Help with quadratic sequence for son's homework I'm sorry this is really basic. I'm terrible with math and I'm struggling to help my son with homework:
Find an expression in terms of n for the nth term in this sequence:
$0 , 9 , 22 , 39, 60, \ldots$
We can get the $2n^{2}$ part of the answer but just can't get the rest. Any help gratefully appreciated.
Sorry again for there basic question.
 A: Given that the sequence is quadratic, start by assuming that
$$a_n=An^2+Bn+C$$
for some $A,B,C$. Since $a_0=0$, it follows immediately that $C=0$ and
$$a_n=An^2+Bn$$
Furthermore, since $a_1=9$ and $a_2=22$, you have
$$a_1=A+B=9$$
$$a_2=4A+2B=22$$
and you have the system of equations
$$A+B=9$$
$$4A+2B=22$$
When solved, this yields $A=2$ and $B=7$. Thus you have
$$a_n=2n^2+7n$$
A: Every quadratic sequence has successive differences in arithmetic progression.  That is to say, if the original terms are $$a_0, a_1, a_2, a_3, \ldots,$$ then the sequence defined by $$b_k = a_{k+1} - a_k, \quad k = 0, 1, 2, \ldots$$ is an arithmetic progression, which in turn implies $$c_k = b_{k+1} - b_k$$ is a constant sequence.
Specifically, we find $$b_0 = 9, \quad b_1 = 22 - 9 = 13, \quad b_2 = 39-22 = 17, \quad b_3 = 60 - 39 = 21.$$  Then $$c_0 = 13 - 9 = 4, \quad c_1 = 17 - 13 = 4, \quad c_2 = 21 - 17 = 4.$$  Thus the formula for $b_k$ is $$b_k = b_0 + c_0 k = 9 + 4k.$$  How do we use this to find $a_k$?  We observe $a_{k+1} = a_k + b_k = a_k + 9 + 4k$.  We unfold this recursion once to give $$a_{k+1} = (9 + 4k) + (9 + 4(k-1)) + a_{k-2} = 18 + 4(k + (k-1)).$$  If we unfold this all the way, we get $$a_{k+1} = 9(k+1) + 4(k + (k-1) + \cdots + 1) + a_0,$$ which gives $$a_k = 9k + 2k(k-1) + a_0 = 2k^2 + 7k + a_0.$$  Since $a_0 = 0$, we get $$a_k = k(2k+7).$$

If we reason in reverse, we can establish the above property of quadratic sequences (namely, their successive differences are in arithmetic progression).  For suppose $$a_k = Ak^2 + Bk + C$$ for $k = 0, 1, 2, \ldots$.  Then $$b_k = a_{k+1} - a_k = A(k+1)^2 + B(k+1) + C - Ak^2 - Bk - C = 2Ak + (A+B).$$  This is an arithmetic sequence with common difference $2A$.  Thus we can use this rather than the unfolding we did above:  Since the common difference was found to be $4$, we know $2A = 4$ or $A = 2$.  Since the initial term (offset) of $\{b_k\}$ is $b_0 = 9$, and this is $A+B$, we find $B = 9 - 2 = 7$.  Finally, since $a_0 = 0$, we get $C = 0$, and $$a_k = 2k^2 + 7k + 0 = k(2k+7).$$
A: Another way to get the answer is to see what you have left.

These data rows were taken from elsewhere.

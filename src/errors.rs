use std::path::PathBuf;
use thiserror::Error;

/// The central error type for patternflow.
///
/// The sequencer itself never fails; these errors come from the layers
/// around it (configuration, scenario lookup, the CLI).
#[derive(Error, Debug)]
pub enum PatternflowError {
    #[error("Configuration error: {0}")]
    Config(#[from] ConfigError),

    #[error("Pattern error: {0}")]
    Pattern(#[from] PatternError),

    #[error(transparent)]
    Other(#[from] anyhow::Error),
}

#[derive(Error, Debug)]
pub enum ConfigError {
    #[error("Failed to read {path}: {message}")]
    Read { path: PathBuf, message: String },

    #[error("Failed to parse {path}: {message}")]
    Parse { path: PathBuf, message: String },

    #[error("Invalid value for {key}: {value}")]
    InvalidValue { key: String, value: String },
}

#[derive(Error, Debug, PartialEq, Eq)]
pub enum PatternError {
    #[error("Unknown pattern '{id}'. Run `patternflow list` to see available patterns")]
    NotFound { id: String },

    #[error("Pattern '{id}' scripts a message from '{from}' to '{to}', but no such edge endpoint exists")]
    InvalidScript { id: String, from: String, to: String },
}

pub type Result<T> = std::result::Result<T, PatternflowError>;

pub const EXIT_SUCCESS: u8 = 0;
pub const EXIT_ERROR: u8 = 1;
pub const EXIT_CONFIG_ERROR: u8 = 2;
pub const EXIT_PATTERN_ERROR: u8 = 3;

/// Determine the appropriate process exit code for an error.
pub fn get_exit_code(e: &anyhow::Error) -> u8 {
    if let Some(err) = e.downcast_ref::<PatternflowError>() {
        return match err {
            PatternflowError::Config(_) => EXIT_CONFIG_ERROR,
            PatternflowError::Pattern(_) => EXIT_PATTERN_ERROR,
            PatternflowError::Other(_) => EXIT_ERROR,
        };
    }

    if e.downcast_ref::<ConfigError>().is_some() {
        return EXIT_CONFIG_ERROR;
    }
    if e.downcast_ref::<PatternError>().is_some() {
        return EXIT_PATTERN_ERROR;
    }

    EXIT_ERROR
}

If you suspect that you have the $2n^2$ part, then write that out:
$$0, 2, 8, 18, 32$$
Subtract this sequence from what you have to get
$$(0-0), (9-2), (22-8), (39-18), (60-32) \\ \to 0, 7, 14, 21, 28$$
Now it's fairly clear that the missing part is $7n$.